If you told me that he was also carrying an electric guitar... well, that still wouldn't be enough to get a very high probability on any of those alternatives, but it sure would help increase the initial probability of the "plays in a rock band" hypothesis. Of course, he could play in a rock band and be from a culture where people usually wore earrings."
3. Look for extremes. The importance of a trait or characteristic may be a matter of degree.
This is basically just a reformulation of the above points, with an emphasis on the fact that extreme traits are easier to notice. But again, extreme signs don't tell us much in isolation, so we need to look for the broader pattern.
The significance of any trait, however extreme, usually will not become clear until you learn enough about someone to see a pattern develop. As you look for the pattern, give special attention to any other traits consistent with the most extreme ones. They're usually like a beacon in the night, leading you in the right direction.
4. Identify deviations from the pattern.
(I'll skip this one.)
5. Ask yourself if what you're seeing reflects a temporary state of mind or a permanent quality.
Again, any given observation has many different possible causes. Sometimes a behavior is caused not by any particular personality trait, but the person simply happening to be in a particular mood, which might be rare for them.
This is possibly old hat by now, but just to be sure: The probability that behavior X is caused by cause A, sayeth Bayes' theorem, is the probability that A happened in the first place times (since they must both be true) the probability that A would cause X at all. That's divided by the summed chance for anything else to have caused X.
A psedo-frequentist interpretation might compare this to the probability of drawing an ace out of a deck of cards. (I'm not sure if the following analogy is useful or makes sense to anyone besides me, but let's give it a shot.) Suppose you get to draw cards from a deck, but even after drawing them you're never allowed to look at them, and can only guess whether you're holding the most valuable ones. The chance that you'll draw a particular card is one divided by the total number of cards. You'd have a better chance of drawing it if you got to draw more cards. Imagine the probability of "(A happened) * (A would cause X)" as the amount of cards you'll get to draw from the deck of all hypotheses. You need to divide that with the probability that all hypotheses combined have, alternative explanations included, so think of the probability of the alternate hypotheses as the amount of other cards in the deck. Then your chance of drawing an ace of hearts (the correct hypothesis) is maximized if you get to draw as many cards as possible and the alternative hypotheses have as little probability (as few non-ace-of-hearts cards in the deck) as possible. Not considering the alternate hypotheses is like thinking you'll have a high chance of drawing the correct card, when you don't know how many cards there are in the deck total.

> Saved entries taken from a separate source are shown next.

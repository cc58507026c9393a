use super::*;

#[test]
fn all_has_18_variants() {
    assert_eq!(MoveType::all().len(), 18);
}

#[test]
fn every_label_translates_back() {
    for &t in MoveType::all() {
        assert_eq!(
            MoveType::from_label(t.label()),
            Some(t),
            "label lookup failed for {:?}",
            t
        );
    }
}

#[test]
fn labels_are_unique() {
    let mut labels: Vec<&str> = MoveType::all().iter().map(|t| t.label()).collect();
    labels.sort();
    labels.dedup();
    assert_eq!(labels.len(), 18);
}

#[test]
fn sample_labels() {
    let cases = [
        ("でんき", MoveType::Electric),
        ("ほのお", MoveType::Fire),
        ("エスパー", MoveType::Psychic),
        ("フェアリー", MoveType::Fairy),
        ("あく", MoveType::Dark),
    ];
    for (label, expected) in cases {
        assert_eq!(MoveType::from_label(label), Some(expected), "label: {label}");
    }
}

#[test]
fn english_code_is_not_a_label() {
    assert_eq!(MoveType::from_label("electric"), None);
    assert_eq!(MoveType::from_label("でんき "), None);
    assert_eq!(MoveType::from_label(""), None);
}

#[test]
fn codes_parse_case_insensitively() {
    for &t in MoveType::all() {
        let parsed: MoveType = t.code().parse().unwrap();
        assert_eq!(parsed, t);
    }
    assert_eq!("STEEL".parse::<MoveType>().unwrap(), MoveType::Steel);
}

#[test]
fn unknown_code_errors() {
    let err = "shadow".parse::<MoveType>().unwrap_err();
    assert_eq!(err.to_string(), "unknown move type: 'shadow'");
}

#[test]
fn serde_uses_code() {
    assert_eq!(serde_json::to_string(&MoveType::Ground).unwrap(), "\"ground\"");
    let t: MoveType = serde_json::from_str("\"flying\"").unwrap();
    assert_eq!(t, MoveType::Flying);
}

If you're hoping to draw the correct hypothesis about the reasons for someone's behavior, then consider carefully whether you want to use the "this is a permanent quality" or the "this is just a transient mood" explanation. Frequently, drawing the "this is just a transient mood" cards will give you a better shot at grabbing the hypothesis with the most valuable card.

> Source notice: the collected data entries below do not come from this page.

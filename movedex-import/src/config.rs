//! Optional `movedex.toml` config file and path resolution.
//!
//! Priority for each path: command-line flag > config file > built-in default.

use std::path::{Path, PathBuf};

use serde::{Deserialize, Serialize};

use crate::columns::ColumnLabels;
use crate::convert::ConvertOptions;
use crate::error::ConvertError;

/// Config file looked up in the project root when none is given explicitly.
pub const CONFIG_FILE_NAME: &str = "movedex.toml";

pub const DEFAULT_CSV_PATH: &str = "2期生男子種族値 - 技一覧.csv";
pub const DEFAULT_ROSTER_PATH: &str = "src/data/pokemons.json";
pub const DEFAULT_OUTPUT_PATH: &str = "src/data/moves.json";

/// TOML config file format.
#[derive(Debug, Clone, Default, PartialEq, Deserialize, Serialize)]
#[serde(default)]
pub struct ConvertConfig {
    pub paths: PathsConfig,
    pub columns: ColumnLabels,
}

#[derive(Debug, Clone, Default, PartialEq, Deserialize, Serialize)]
#[serde(default)]
pub struct PathsConfig {
    pub csv: Option<PathBuf>,
    pub roster: Option<PathBuf>,
    pub output: Option<PathBuf>,
}

impl ConvertConfig {
    pub fn from_toml_str(s: &str) -> Result<Self, toml::de::Error> {
        toml::from_str(s)
    }
}

/// Load a config file that must exist.
pub fn load_config(path: &Path) -> Result<ConvertConfig, ConvertError> {
    let contents =
        std::fs::read_to_string(path).map_err(|e| ConvertError::io(path.display().to_string(), e))?;
    ConvertConfig::from_toml_str(&contents).map_err(|e| ConvertError::Config {
        path: path.display().to_string(),
        source: e,
    })
}

/// Load `<root>/movedex.toml` if it exists.
pub fn discover_config(root: &Path) -> Result<Option<ConvertConfig>, ConvertError> {
    let path = root.join(CONFIG_FILE_NAME);
    if !path.is_file() {
        return Ok(None);
    }
    log::debug!("Using config file {}", path.display());
    load_config(&path).map(Some)
}

/// Path overrides given on the command line.
#[derive(Debug, Clone, Default)]
pub struct PathOverrides {
    pub csv: Option<PathBuf>,
    pub roster: Option<PathBuf>,
    pub output: Option<PathBuf>,
}

impl ConvertOptions {
    /// Combine command-line overrides, the config file and defaults.
    ///
    /// Command-line paths are used as given. Config and default paths are
    /// relative to `root`.
    pub fn resolve(
        root: &Path,
        config: Option<&ConvertConfig>,
        overrides: PathOverrides,
        dry_run: bool,
    ) -> Self {
        let paths = config.map(|c| &c.paths);
        let pick = |flag: Option<PathBuf>, configured: Option<&PathBuf>, default: &str| {
            flag.unwrap_or_else(|| root.join(configured.map_or(Path::new(default), |p| p.as_path())))
        };

        Self {
            csv_path: pick(
                overrides.csv,
                paths.and_then(|p| p.csv.as_ref()),
                DEFAULT_CSV_PATH,
            ),
            roster_path: pick(
                overrides.roster,
                paths.and_then(|p| p.roster.as_ref()),
                DEFAULT_ROSTER_PATH,
            ),
            output_path: pick(
                overrides.output,
                paths.and_then(|p| p.output.as_ref()),
                DEFAULT_OUTPUT_PATH,
            ),
            columns: config.map(|c| c.columns.clone()).unwrap_or_default(),
            dry_run,
        }
    }
}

See also Correspondence Bias.
6. Distinguish between elective and nonelective traits. Some things you control; other things control you.
As noted in the discussion about first impressions, people have an interest in manipulating the impression that others give them. The easier it is to manipulate an impression, and the more common it is that people have an interest in biasing that impression, the less reliable of a guide it is. Elective traits such as clothing, jewelry and accessories can be altered almost at will, and are therefore relatively weak evidence.
Nonelective traits offer stronger evidence, particularly if they're extreme: things such as extreme overweight, physical handicaps, mental disorders and debiliating diseases often have a deep-rooted effect on personality and behavior. Many other nonelective traits such as height or facial features that are not very unusual don't usually merit special consideration - unless the person has invested signficant resources to permanently altering them.
7. Give special attention to certain highly predictive traits.
Left as an exercise for readers.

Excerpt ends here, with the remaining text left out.